*ASSIGNED TASK*
An acceptable response holds only the line containing "let m = self.vertices.len();" and every line after it to the end of the records, each reproduced exactly.
TASK INPUTS section start
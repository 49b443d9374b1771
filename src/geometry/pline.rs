use crate::error::{OperationError, Result};
use crate::math::Point2;

use super::blueprint::Blueprint;
use super::curve::{Arc2D, Curve, Curve2D};

/// Bulge-encoded polyline vertex for mixed line/arc segments.
///
/// `bulge = tan(sweep_angle / 4)`:
/// - `0` = straight line to next vertex
/// - `> 0` = counter-clockwise arc to next vertex
/// - `< 0` = clockwise arc to next vertex
/// - `|bulge| = 1` = semicircle
#[derive(Debug, Clone, Copy, PartialEq)]
pub struct PlineVertex {
    pub x: f64,
    pub y: f64,
    pub bulge: f64,
}

impl PlineVertex {
    /// Creates a new vertex with the given coordinates and bulge.
    #[must_use]
    pub fn new(x: f64, y: f64, bulge: f64) -> Self {
        Self { x, y, bulge }
    }

    /// Creates a line vertex (bulge = 0).
    #[must_use]
    pub fn line(x: f64, y: f64) -> Self {
        Self { x, y, bulge: 0.0 }
    }

    fn point(&self) -> Point2 {
        Point2::new(self.x, self.y)
    }
}

/// A closed polyline with mixed straight-line and circular-arc segments.
///
/// The segment leaving vertex `i` ends at vertex `i + 1`; the last vertex
/// connects back to the first.
#[derive(Debug, Clone, PartialEq)]
pub struct Pline {
    pub vertices: Vec<PlineVertex>,
}

impl Pline {
    /// Creates a `Pline` from points with all-zero bulges (line segments only).
    #[must_use]
    pub fn from_points(points: &[Point2]) -> Self {
        let vertices = points.iter().map(|p| PlineVertex::line(p.x, p.y)).collect();
        Self { vertices }
    }

    /// Encodes a blueprint loop. Full circles are written as two half arcs.
    #[must_use]
    pub fn from_blueprint(blueprint: &Blueprint) -> Self {
        let mut vertices = Vec::with_capacity(blueprint.curves().len());
        for curve in blueprint.curves() {
            match curve {
                Curve2D::Line(line) => vertices.push(PlineVertex::line(line.start().x, line.start().y)),
                Curve2D::Arc(arc) if arc.is_full_circle() => {
                    let bulge = (arc.sweep() / 8.0).tan();
                    let start = arc.first_point();
                    let half = arc.midpoint();
                    vertices.push(PlineVertex::new(start.x, start.y, bulge));
                    vertices.push(PlineVertex::new(half.x, half.y, bulge));
                }
                Curve2D::Arc(arc) => {
                    let start = arc.first_point();
                    vertices.push(PlineVertex::new(start.x, start.y, (arc.sweep() / 4.0).tan()));
                }
            }
        }
        Self { vertices }
    }

    /// Builds the blueprint loop described by the polyline.
    ///
    /// # Errors
    ///
    /// Returns an error if the polyline has fewer than two vertices or if an
    /// arc segment joins coincident vertices.
    pub fn to_blueprint(&self) -> Result<Blueprint> {
        let n = self.vertices.len();
        if n < 2 {
            return Err(OperationError::InvalidInput(format!(
                "a closed polyline needs at least 2 vertices, got {n}"
            ))
            .into());
        }
        let mut curves = Vec::with_capacity(n);
        for i in 0..n {
            let v0 = &self.vertices[i];
            let v1 = &self.vertices[(i + 1) % n];
            if v0.bulge.abs() < 1e-12 {
                curves.push(Curve2D::line(v0.point(), v1.point()));
            } else {
                curves.push(Arc2D::from_bulge(v0.point(), v1.point(), v0.bulge)?.into());
            }
        }
        Blueprint::new(curves)
    }

    /// Returns a new polyline with vertices in reverse order and negated bulges.
    ///
    /// For a segment `v[i] → v[i+1]` with bulge `b`, the reversed segment
    /// `v[i+1] → v[i]` has bulge `-b` (arc direction flips).
    #[must_use]
    pub fn reversed(&self) -> Self {
        let m = self.vertices.len();
        let vertices = (0..m)
            .map(|j| {
                let v = &self.vertices[(m - j) % m];
                // Reversed vertex j leaves along the original segment that
                // ended at it, which left from vertex (m - j - 1).
                let bulge = -self.vertices[(2 * m - j - 1) % m].bulge;
                PlineVertex::new(v.x, v.y, bulge)
            })
            .collect();
        Self { vertices }
    }
}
TASK INPUTS section end
*ANSWER TO THIS EXERCISE*
        let m = self.vertices.len();
        let vertices = (0..m)
            .map(|j| {
                let v = &self.vertices[(m - j) % m];
                // Reversed vertex j leaves along the original segment that
                // ended at it, which left from vertex (m - j - 1).
                let bulge = -self.vertices[(2 * m - j - 1) % m].bulge;
                PlineVertex::new(v.x, v.y, bulge)
            })
            .collect();
        Self { vertices }
    }
}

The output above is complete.